Women originally made, and later saved for posterity, the Smithsonian flag, Old Glory. It came from a Captain William Driver who apparently exclaimed, “Old Glory!” on receiving the gift of the sturdy, hand-sewn flag from his mother and some young ladies of his home town of Salem, Mass. The 10-foot by 17-foot flag flew on the whaler Charles Doggett during Driver’s round-the-world voyage of 1831 to 1832.

When the Civil War broke out and Tennessee seceded in 1861, Driver, who lived in Nashville, feared for Old Glory.

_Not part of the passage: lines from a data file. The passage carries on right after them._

//! One drawing function per wizard stage.

use ratatui::{
    layout::{Constraint, Direction, Layout, Rect},
    style::{Color, Modifier, Style},
    text::{Line, Span},
    widgets::{Bar, BarChart, BarGroup, Block, Borders, Paragraph, Row, Table, Wrap},
    Frame,
};

use super::state::{FormField, UiState};
use crate::model::{Metrics, Stage};
use crate::results::{Direction as SortDirection, Pager, SortField};

fn label(text: &str) -> Span<'static> {
    Span::styled(format!("{text}: "), Style::default().fg(Color::Gray))
}

fn kv(name: &str, value: impl Into<String>) -> Line<'static> {
    Line::from(vec![label(name), Span::raw(value.into())])
}

fn opt_f(v: Option<f64>) -> String {
    v.map(|v| format!("{v:.2}")).unwrap_or_else(|| "-".into())
}

fn pager_footer(p: &Pager) -> String {
    format!("page {} of {}", p.page(), p.page_count().max(1))
}

fn loading_line(state: &UiState, stage: Stage) -> Option<Line<'static>> {
    let snap = state.snapshot.as_ref()?;
    if !snap.stages.is_loading(stage) {
        return None;
    }
    let what = snap
        .running
        .map(|c| c.to_string())
        .unwrap_or_else(|| "working".into());
    Some(Line::from(Span::styled(
        format!("⏳ {what}…"),
        Style::default().fg(Color::Yellow),
    )))
}

pub fn draw_input(area: Rect, f: &mut Frame, state: &UiState) {
    let cols = Layout::default()
        .direction(Direction::Horizontal)
        .constraints([Constraint::Percentage(45), Constraint::Percentage(55)])
        .split(area);

    let locked = state
        .snapshot
        .as_ref()
        .is_some_and(|s| !s.project.project_path.is_empty());
    let mut lines = Vec::new();
    for (i, field) in FormField::ALL.iter().enumerate() {
        let focused = i == state.form.focus && !locked;
        let value = match (&state.form.editing, focused) {
            (Some(buffer), true) if *field == FormField::ApiKey => {
                format!("{}▏", "•".repeat(buffer.chars().count()))
            }
            (Some(buffer), true) => format!("{buffer}▏"),
            _ => state.form.value(*field),
        };
        let value = if value.is_empty() { "<unset>".into() } else { value };
        let marker = if focused { "› " } else { "  " };
        let value_style = if focused {
            Style::default().fg(Color::Yellow)
        } else {
            Style::default()
        };
        let hint = if focused && field.is_choice() { "  ←/→" } else { "" };
        lines.push(Line::from(vec![
            Span::raw(marker),
            label(field.label()),
            Span::styled(value, value_style),
            Span::styled(hint, Style::default().fg(Color::DarkGray)),
        ]));
    }
    lines.push(Line::from(""));
    if let Some(snap) = state.snapshot.as_ref() {
        if !snap.project.project_path.is_empty() {
            lines.push(kv("Project folder", snap.project.project_path.clone()));
        }
    }
    if let Some(l) = loading_line(state, Stage::Input) {
        lines.push(l);
    } else if !locked {
        let missing = state.form.inputs.missing();
        if missing.is_empty() {
            lines.push(Line::from("Press n to set up the project."));
        } else {
            lines.push(Line::from(Span::styled(
                format!("Missing: {}", missing.join(", ")),
                Style::default().fg(Color::DarkGray),
            )));
        }
    }
    f.render_widget(
        Paragraph::new(lines)
            .wrap(Wrap { trim: false })
            .block(Block::default().borders(Borders::ALL).title("Project inputs")),
        cols[0],
    );

    let metrics = state.snapshot.as_ref().and_then(|s| s.project.metrics.as_ref());
    match metrics {
        Some(m) => draw_metrics(cols[1], f, m),
        None => f.render_widget(
            Paragraph::new("Metrics appear once the datasets are processed.")
                .block(Block::default().borders(Borders::ALL).title("Metrics")),
            cols[1],
        ),
    }
}

fn draw_metrics(area: Rect, f: &mut Frame, m: &Metrics) {
    let rows = Layout::default()
        .direction(Direction::Vertical)
        .constraints([Constraint::Length(8), Constraint::Min(0)])
        .split(area);

    let lines = vec![
        kv("Products", m.num_products.to_string()),
        kv(
            "Prices per product",
            format!("min {} / avg {:.2} / max {}", m.min_prices, m.avg_prices, m.max_prices),
        ),
        kv("Avg margin of sales", opt_f(m.avg_margin_of_sales)),
        kv("Cross elasticities", m.num_elasticities.to_string()),
        kv(
            "Elasticity",
            format!(
                "min {} / avg {} / max {}",
                opt_f(m.min_elasticity),
                opt_f(m.avg_elasticity),
                opt_f(m.max_elasticity)
            ),
        ),
    ];
    f.render_widget(
        Paragraph::new(lines).block(Block::default().borders(Borders::ALL).title("Metrics")),
        rows[0],
    );

    let bars: Vec<Bar> = m
        .elasticity_summary
        .iter()
        .map(|b| {
            Bar::default()
                .value(b.count)
                .label(Line::from(format!("{:.0}", b.elasticity)))
        })
        .collect();
    let chart = BarChart::default()
        .block(
            Block::default()
                .borders(Borders::ALL)
                .title("Cross elasticities (count per bucket of 5)"),
        )
        .data(BarGroup::default().bars(&bars))
        .bar_width(4)
        .bar_gap(1)
        .bar_style(Style::default().fg(Color::Cyan))
        .value_style(Style::default().fg(Color::Black).bg(Color::Cyan));
    f.render_widget(chart, rows[1]);
}

pub fn draw_clustering(area: Rect, f: &mut Frame, state: &UiState) {
    let rows = Layout::default()
        .direction(Direction::Vertical)
        .constraints([Constraint::Length(4), Constraint::Min(0)])
        .split(area);

    let browser = &state.clusters;
    let mut header = Vec::new();
    if let Some(l) = loading_line(state, Stage::Clustering) {
        header.push(l);
    }
    let clustered = state
        .snapshot
        .as_ref()
        .is_some_and(|s| s.stages.is_completed(Stage::Clustering));
    if !clustered {
        header.push(Line::from("Clusters appear once clustering has finished."));
    } else if browser.count == 0 {
        header.push(Line::from("Waiting for pricing to finish before browsing clusters."));
    } else {
        let mut spans = vec![
            label("Cluster"),
            Span::styled(
                format!("{} / {}", browser.selected, browser.count),
                Style::default().fg(Color::Yellow),
            ),
            Span::styled("  [ / ] to switch", Style::default().fg(Color::DarkGray)),
        ];
        if let Some(next) = browser.pending {
            spans.push(Span::styled(
                format!("   loading cluster {next}…"),
                Style::default().fg(Color::Yellow),
            ));
        } else if let Some(rec) = browser.record.as_ref() {
            spans.push(Span::raw(format!(
                "   products {}  prices avg {:.2} (min {} max {})  elasticities {}",
                rec.metrics.num_products,
                rec.metrics.avg_prices,
                rec.metrics.min_prices,
                rec.metrics.max_prices,
                rec.metrics.num_elasticities
            )));
        } else {
            spans.push(Span::styled("   loading…", Style::default().fg(Color::Yellow)));
        }
        header.push(Line::from(spans));
    }
    f.render_widget(
        Paragraph::new(header).block(Block::default().borders(Borders::ALL).title("Clusters")),
        rows[0],
    );

    let tables = Layout::default()
        .direction(Direction::Horizontal)
        .constraints([Constraint::Percentage(45), Constraint::Percentage(55)])
        .split(rows[1]);

    let Some(rec) = browser.record.as_ref() else {
        f.render_widget(Block::default().borders(Borders::ALL).title("Prices"), tables[0]);
        f.render_widget(
            Block::default().borders(Borders::ALL).title("Cross elasticities"),
            tables[1],
        );
        return;
    };

    let price_rows: Vec<Row> = browser
        .prices
        .slice(&rec.prices)
        .iter()
        .map(|p| {
            Row::new(vec![
                p.product.to_string(),
                format!("{:.2}", p.price),
                format!("{:.2}", p.margin_of_sales),
            ])
        })
        .collect();
    let prices = Table::new(
        price_rows,
        [Constraint::Length(10), Constraint::Length(10), Constraint::Min(8)],
    )
    .header(header_row(&["Product", "Price", "Margin"]))
    .block(
        Block::default()
            .borders(Borders::ALL)
            .title(format!("Prices · {} (←/→)", pager_footer(&browser.prices))),
    );
    f.render_widget(prices, tables[0]);

    let elasticity_rows: Vec<Row> = browser
        .elasticities
        .slice(&rec.elasticities)
        .iter()
        .map(|e| {
            Row::new(vec![
                e.product_a.to_string(),
                e.product_b.to_string(),
                format!("{:.2}", e.price_a),
                format!("{:.2}", e.affected_margin_b),
            ])
        })
        .collect();
    let elasticities = Table::new(
        elasticity_rows,
        [
            Constraint::Length(10),
            Constraint::Length(10),
            Constraint::Length(10),
            Constraint::Min(10),
        ],
    )
    .header(header_row(&["Product A", "Product B", "Price A", "Margin B"]))
    .block(Block::default().borders(Borders::ALL).title(format!(
        "Cross elasticities · {} (,/.)",
        pager_footer(&browser.elasticities)
    )));
    f.render_widget(elasticities, tables[1]);
}

fn header_row(cells: &[&'static str]) -> Row<'static> {
    Row::new(cells.to_vec()).style(
        Style::default()
            .fg(Color::Cyan)
            .add_modifier(Modifier::BOLD),
    )
}

fn sort_marker(state_sort: Option<(SortField, SortDirection)>, field: SortField) -> String {
    match state_sort {
        Some((f, SortDirection::Ascending)) if f == field => format!("{} ▲", field.label()),
        Some((f, SortDirection::Descending)) if f == field => format!("{} ▼", field.label()),
        _ => field.label().to_string(),
    }
}

pub fn draw_results(area: Rect, f: &mut Frame, state: &UiState) {
    let cols = Layout::default()
        .direction(Direction::Horizontal)
        .constraints([Constraint::Length(44), Constraint::Min(0)])
        .split(area);

    let mut summary = Vec::new();
    if let Some(l) = loading_line(state, Stage::Results) {
        summary.push(l);
    }
    if let Some(snap) = state.snapshot.as_ref() {
        let p = &snap.project;
        let m = p.metrics.as_ref();
        summary.push(kv(
            "Products",
            m.map(|m| m.num_products.to_string()).unwrap_or_else(|| "-".into()),
        ));
        summary.push(kv(
            "Avg prices per product",
            m.map(|m| format!("{:.2}", m.avg_prices))
                .unwrap_or_else(|| "-".into()),
        ));
        summary.push(kv(
            "Elasticities",
            m.map(|m| m.num_elasticities.to_string())
                .unwrap_or_else(|| "-".into()),
        ));
        summary.push(kv(
            "Clustering",
            p.inputs
                .clustering_method
                .map(|c| c.display_name())
                .unwrap_or("unknown"),
        ));
        summary.push(kv(
            "Solver",
            p.inputs.solver_type.map(|s| s.display_name()).unwrap_or("unknown"),
        ));
        if !p.project_path.is_empty() {
            summary.push(kv("Solutions file", p.results_file()));
        }
    }
    if let Some(view) = state.results.as_ref() {
        summary.push(Line::from(""));
        summary.push(kv("Margin of sales", opt_f(view.margin_total())));
        summary.push(kv("Expected margin", opt_f(view.expected_margin())));
    }
    if let Some(path) = state.last_exported_path.as_ref() {
        summary.push(Line::from(""));
        summary.push(kv("Last export", path.clone()));
    }
    f.render_widget(
        Paragraph::new(summary)
            .wrap(Wrap { trim: true })
            .block(Block::default().borders(Borders::ALL).title("Summary")),
        cols[0],
    );

    let Some(view) = state.results.as_ref() else {
        f.render_widget(
            Paragraph::new("Results appear once pricing has finished.")
                .block(Block::default().borders(Borders::ALL).title("Results")),
            cols[1],
        );
        return;
    };

    if view.is_empty() {
        f.render_widget(
            Paragraph::new("The solver returned no result rows.")
                .block(Block::default().borders(Borders::ALL).title("Results")),
            cols[1],
        );
        return;
    }

    // Variants are redrawn every frame.
    let mut rng = rand::thread_rng();
    let shown = view.visible_with_variants(&mut rng);
    let rows: Vec<Row> = shown
        .iter()
        .map(|d| {
            let mut cells = vec![
                d.row.product.clone(),
                d.row.price.clone(),
                d.row.cluster.clone(),
            ];
            if state.show_variants {
                cells.push(d.variant.map(|v| format!("{v:.2}")).unwrap_or_else(|| "-".into()));
            }
            Row::new(cells)
        })
        .collect();

    let sort = view.sort();
    let mut headers = vec![
        sort_marker(sort, SortField::Product),
        sort_marker(sort, SortField::Price),
        sort_marker(sort, SortField::Cluster),
    ];
    let mut widths = vec![
        Constraint::Length(12),
        Constraint::Min(14),
        Constraint::Length(10),
    ];
    if state.show_variants {
        headers.push("Simulated".into());
        widths.push(Constraint::Length(11));
    }

    let page_title = match state.page_input.as_ref() {
        Some(buffer) => format!("go to page: {buffer}▏"),
        None => pager_footer(view.pager()),
    };
    let table = Table::new(rows, widths)
        .header(
            Row::new(headers).style(
                Style::default()
                    .fg(Color::Cyan)
                    .add_modifier(Modifier::BOLD),
            ),
        )
        .block(
            Block::default()
                .borders(Borders::ALL)
                .title(format!("Results · {} rows · {page_title}", view.len())),
        );
    f.render_widget(table, cols[1]);
}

His neighbor, a young woman named Bailey, came to the rescue by sewing it inside a quilt.

There is no story of this women being paid either.


Ignored Part of the Economy
A majority of the nation’s volunteers are women. According to a recent survey by the U.S. Bureau of Labor Statistics, 26.8 percent of Americans in the over age 16, non-institutional population volunteer. Of these 63,361,000, 42 percent were men and 58 percent were women.

This volunteerism does not include the significant additional work that women have done throughout history, either voluntarily or involuntarily—giving birth and caring.

All this women’s work, whether officially considered volunteer or not, does not appear in calculations on the size of the national economy, even though it supports the economy.

The most recent (2008) national valuation of one hour of volunteer work, according to independentsector.org, was $20.25. The value of the Daughters of the American Revolution’s local contribution in 2009 at that 2008 figure was $101,452.50.

American women have volunteered for a huge variety of community tasks throughout the nation’s history, according to authors Susan J. Ellis and Catherine H. Campbell in By The People: A History of Americans as Volunteers.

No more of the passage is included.